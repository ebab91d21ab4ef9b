//! Detection configuration
//!
//! One section per analyzer. Missing fields fall back to the defaults, so
//! a config file only has to name what it changes.

use amlwatch_core::OffHours;
use serde::{Deserialize, Serialize};

use crate::error::{PatternError, PatternResult};

/// Longest smurfing window accepted (ten years)
pub const MAX_WINDOW_HOURS: i64 = 24 * 366 * 10;

/// Configuration for the pattern detector
#[derive(Debug, Clone, Default, PartialEq, Serialize, Deserialize)]
pub struct DetectionConfig {
    #[serde(default)]
    pub smurfing: SmurfingConfig,

    #[serde(default)]
    pub layering: LayeringConfig,

    #[serde(default)]
    pub network: NetworkConfig,

    #[serde(default)]
    pub anomaly: AnomalyConfig,
}

/// Repeated similar transfers between one pair of accounts
#[derive(Debug, Clone, PartialEq, Serialize, Deserialize)]
pub struct SmurfingConfig {
    /// Smallest group of same-pair transfers considered
    #[serde(default = "default_min_group_size")]
    pub min_group_size: usize,

    /// Maximum span between first and last transfer of a group
    #[serde(default = "default_window_hours")]
    pub window_hours: i64,

    /// Group is uniform when variance < ratio * mean
    #[serde(default = "default_variance_ratio")]
    pub variance_ratio: f64,

    /// Confidence contributed by each flagged group
    #[serde(default = "default_group_confidence")]
    pub group_confidence: u8,
}

/// Fan-out chains through intermediary accounts
#[derive(Debug, Clone, PartialEq, Serialize, Deserialize)]
pub struct LayeringConfig {
    /// Distinct destinations a source needs before its chains are traced
    #[serde(default = "default_min_fan_out")]
    pub min_fan_out: usize,

    /// Longest path traced, in nodes
    #[serde(default = "default_max_depth")]
    pub max_depth: usize,

    /// Multiplier applied to length * branching per chain
    #[serde(default = "default_chain_multiplier")]
    pub chain_multiplier: u32,
}

/// Accounts with unusually many transactions
#[derive(Debug, Clone, PartialEq, Serialize, Deserialize)]
pub struct NetworkConfig {
    /// Hub when degree > mean + sigma * std
    #[serde(default = "default_sigma")]
    pub hub_sigma: f64,
}

/// Outlying amounts and off-hours activity
#[derive(Debug, Clone, PartialEq, Serialize, Deserialize)]
pub struct AnomalyConfig {
    /// Anomalous when |amount - mean| > sigma * std
    #[serde(default = "default_sigma")]
    pub amount_sigma: f64,

    #[serde(default)]
    pub off_hours: OffHours,
}

fn default_min_group_size() -> usize {
    3
}

fn default_window_hours() -> i64 {
    24
}

fn default_variance_ratio() -> f64 {
    0.1
}

fn default_group_confidence() -> u8 {
    70
}

fn default_min_fan_out() -> usize {
    2
}

fn default_max_depth() -> usize {
    5
}

fn default_chain_multiplier() -> u32 {
    10
}

fn default_sigma() -> f64 {
    2.0
}

impl Default for SmurfingConfig {
    fn default() -> Self {
        Self {
            min_group_size: default_min_group_size(),
            window_hours: default_window_hours(),
            variance_ratio: default_variance_ratio(),
            group_confidence: default_group_confidence(),
        }
    }
}

impl SmurfingConfig {
    /// Group span limit; `None` when `window_hours` is outside
    /// `1..=MAX_WINDOW_HOURS`
    pub fn window(&self) -> Option<chrono::Duration> {
        if !(1..=MAX_WINDOW_HOURS).contains(&self.window_hours) {
            return None;
        }
        chrono::TimeDelta::try_hours(self.window_hours)
    }
}

impl Default for LayeringConfig {
    fn default() -> Self {
        Self {
            min_fan_out: default_min_fan_out(),
            max_depth: default_max_depth(),
            chain_multiplier: default_chain_multiplier(),
        }
    }
}

impl Default for NetworkConfig {
    fn default() -> Self {
        Self {
            hub_sigma: default_sigma(),
        }
    }
}

impl Default for AnomalyConfig {
    fn default() -> Self {
        Self {
            amount_sigma: default_sigma(),
            off_hours: OffHours::default(),
        }
    }
}

impl DetectionConfig {
    /// Load configuration from JSON file
    pub fn from_file(path: &std::path::Path) -> PatternResult<Self> {
        let content = std::fs::read_to_string(path)?;
        let config: Self = serde_json::from_str(&content)?;
        config.validate()?;
        Ok(config)
    }

    pub fn validate(&self) -> PatternResult<()> {
        if self.smurfing.min_group_size < 2 {
            return Err(PatternError::Config(
                "smurfing.min_group_size must be at least 2".to_string(),
            ));
        }
        if self.smurfing.window().is_none() {
            return Err(PatternError::Config(format!(
                "smurfing.window_hours must be within 1..={MAX_WINDOW_HOURS}, got {}",
                self.smurfing.window_hours
            )));
        }
        if self.smurfing.group_confidence > 100 {
            return Err(PatternError::Config(
                "smurfing.group_confidence must be within 0..=100".to_string(),
            ));
        }
        if self.layering.min_fan_out == 0 || self.layering.max_depth == 0 {
            return Err(PatternError::Config(
                "layering.min_fan_out and layering.max_depth must be positive".to_string(),
            ));
        }
        let ratios = [
            self.smurfing.variance_ratio,
            self.network.hub_sigma,
            self.anomaly.amount_sigma,
        ];
        if ratios.iter().any(|r| !r.is_finite() || *r < 0.0) {
            return Err(PatternError::Config(
                "variance ratio and sigma multipliers must be finite and non-negative".to_string(),
            ));
        }
        Ok(())
    }
}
════════════════
Description of the task: Search the entries above for the word "when" and copy each line where it appears.

Solution:
    /// Group is uniform when variance < ratio * mean
    /// Hub when degree > mean + sigma * std
    /// Anomalous when |amount - mean| > sigma * std
    /// Group span limit; `None` when `window_hours` is outside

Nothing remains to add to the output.